Era quando via um filme, ouvia uma música, lia um livro, etc., que me
despertavam determinados pensamentos ou emoções, que eu escrevia. Nunca foi uma
escrita muito assídua e, com o passar do tempo, tem-no sido cada vez menos.
Para terem uma ideia, a última entrada datava de 2015!
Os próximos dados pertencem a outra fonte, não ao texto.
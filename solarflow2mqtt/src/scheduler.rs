use chrono::{DateTime, Duration, Local};

/// Full property reports are requested this often once the serial is known.
pub const REQUEST_ALL_INTERVAL_SECS: i64 = 30 * 60;
/// Retry interval while the device has not told us its serial.
pub const SERIAL_RETRY_SECS: i64 = 10;

#[derive(Clone, Copy, Debug, PartialEq, Eq)]
pub enum Timer {
    Control,
    RequestAll,
}

/// Wall-clock deadlines of the event loop.
#[derive(Debug)]
pub struct Scheduler {
    loop_period: Duration,
    next_control: Option<DateTime<Local>>,
    boundary: Option<DateTime<Local>>,
    next_request_all: Option<DateTime<Local>>,
}

impl Scheduler {
    pub fn new(loop_period: Duration) -> Self {
        Self {
            loop_period,
            next_control: None,
            boundary: None,
            next_request_all: None,
        }
    }

    pub fn start(&mut self, now: DateTime<Local>, serial_known: bool) {
        self.next_control = Some(now + self.loop_period);
        self.schedule_request_all(now, serial_known);
    }

    pub fn schedule_request_all(&mut self, now: DateTime<Local>, serial_known: bool) {
        let delay = if serial_known {
            REQUEST_ALL_INTERVAL_SECS
        } else {
            SERIAL_RETRY_SECS
        };
        self.next_request_all = Some(now + Duration::seconds(delay));
    }

    /// Extra control tick at a policy boundary, so phase changes do not wait for the
    /// next periodic tick.
    pub fn set_boundary(&mut self, boundary: Option<DateTime<Local>>) {
        self.boundary = boundary;
    }

    /// Returns the timers that fired at or before `now`. A control tick restarts the
    /// periodic schedule; a full-report request has to be rescheduled by the caller.
    pub fn due(&mut self, now: DateTime<Local>) -> Vec<Timer> {
        let mut due = Vec::new();
        let periodic = self.next_control.is_some_and(|at| at <= now);
        let boundary = self.boundary.is_some_and(|at| at <= now);
        if periodic || boundary {
            due.push(Timer::Control);
            self.boundary = None;
            if periodic || self.next_control.is_none() {
                self.next_control = Some(now + self.loop_period);
            }
        }
        if self.next_request_all.is_some_and(|at| at <= now) {
            due.push(Timer::RequestAll);
            self.next_request_all = None;
        }
        due
    }

    pub fn next_deadline(&self) -> Option<DateTime<Local>> {
        [self.next_control, self.boundary, self.next_request_all]
            .into_iter()
            .flatten()
            .min()
    }
}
Agora que me apeteceu escrever, lembrei-me de partilhar a entrada no
blogue.
Tem a ver com uma série que já não é propriamente recente, pelo que
poderá não ser relevante para a maioria das pessoas, mas pode ser que interesse
a alguns que, como eu, tenham começado a vê-la mais tarde.
Eis, então, a entrada:
15 de Novembro/7 de Dezembro de 2019
Olá, Diário
Há muito tempo que não te escrevia sobre aquilo que, inicialmente, me
propus escrever-te. Os pensamentos ou emoções suscitados por determinados
livros, filmes, músicas… Na verdade, acho que pensei até que esses dias tinham
acabado.
Suponho que é natural que, à medida que vamos ficando mais velhos, vão
sendo cada vez menos as coisas capazes de nos fazerem sentir emoções
suficientemente intensas para suscitar a necessidade de escrever sobre elas.
(…)
Recentemente, voltei a sentir essa necessidade de te escrever. E esse
desejo foi suscitado pela série Grimm.
Bem, não exactamente pela série, que inicialmente nem segui por a premissa me
parecer um pouco tola: um homem que, ao contrário do comum dos mortais, tem a
capacidade de ver quando certas pessoas se transformam em determinadas e
variadas criaturas (na série designadas por Wesen),
o que faz dele um Grimm.
Como eu dizia, não foi exactamente pela série, mas sim por uma
personagem em particular: Sean Renard.
Como disse, inicialmente, não segui a série (verdade seja dita, também
são raras as que sigo porque a maioria pouco melhor parece do que telenovelas a
que deram o nome um pouco mais simpático de série). No entanto, passava por
vezes por ela quando fazia zapping,
embora não me demorasse no canal em que estava a dar. Mas comecei a demorar-me
uma vez ou outra, primeiro por falta de melhor opção, depois porque comecei a
ficar cativada pela personagem em questão. Nessa altura, ainda não seguia
verdadeiramente a série. Por vezes, via bocados de episódios, ou então, via um
episódio agora, depois estava uns quantos sem ver, depois via outro. Devo ter
começado a ver assiduamente, talvez, a partir do fim da segunda temporada,
início da terceira. E agora que a série acabou, o que me fez sentir a
necessidade de escrever foi a desilusão com o tratamento que foi dado à
personagem a partir da temporada 5. Nomeadamente, o facto de o terem tornado num
vilão.
Bem sei (quer porque foi óbvio ao longo de toda a história, quer
porque entretanto fui ver os episódios que me faltavam) que ele não começou por
ser, propriamente, um dos “bons da fita”. Afinal, entre outras coisas pouco
recomendáveis, ele tentou matar a tia de Nick.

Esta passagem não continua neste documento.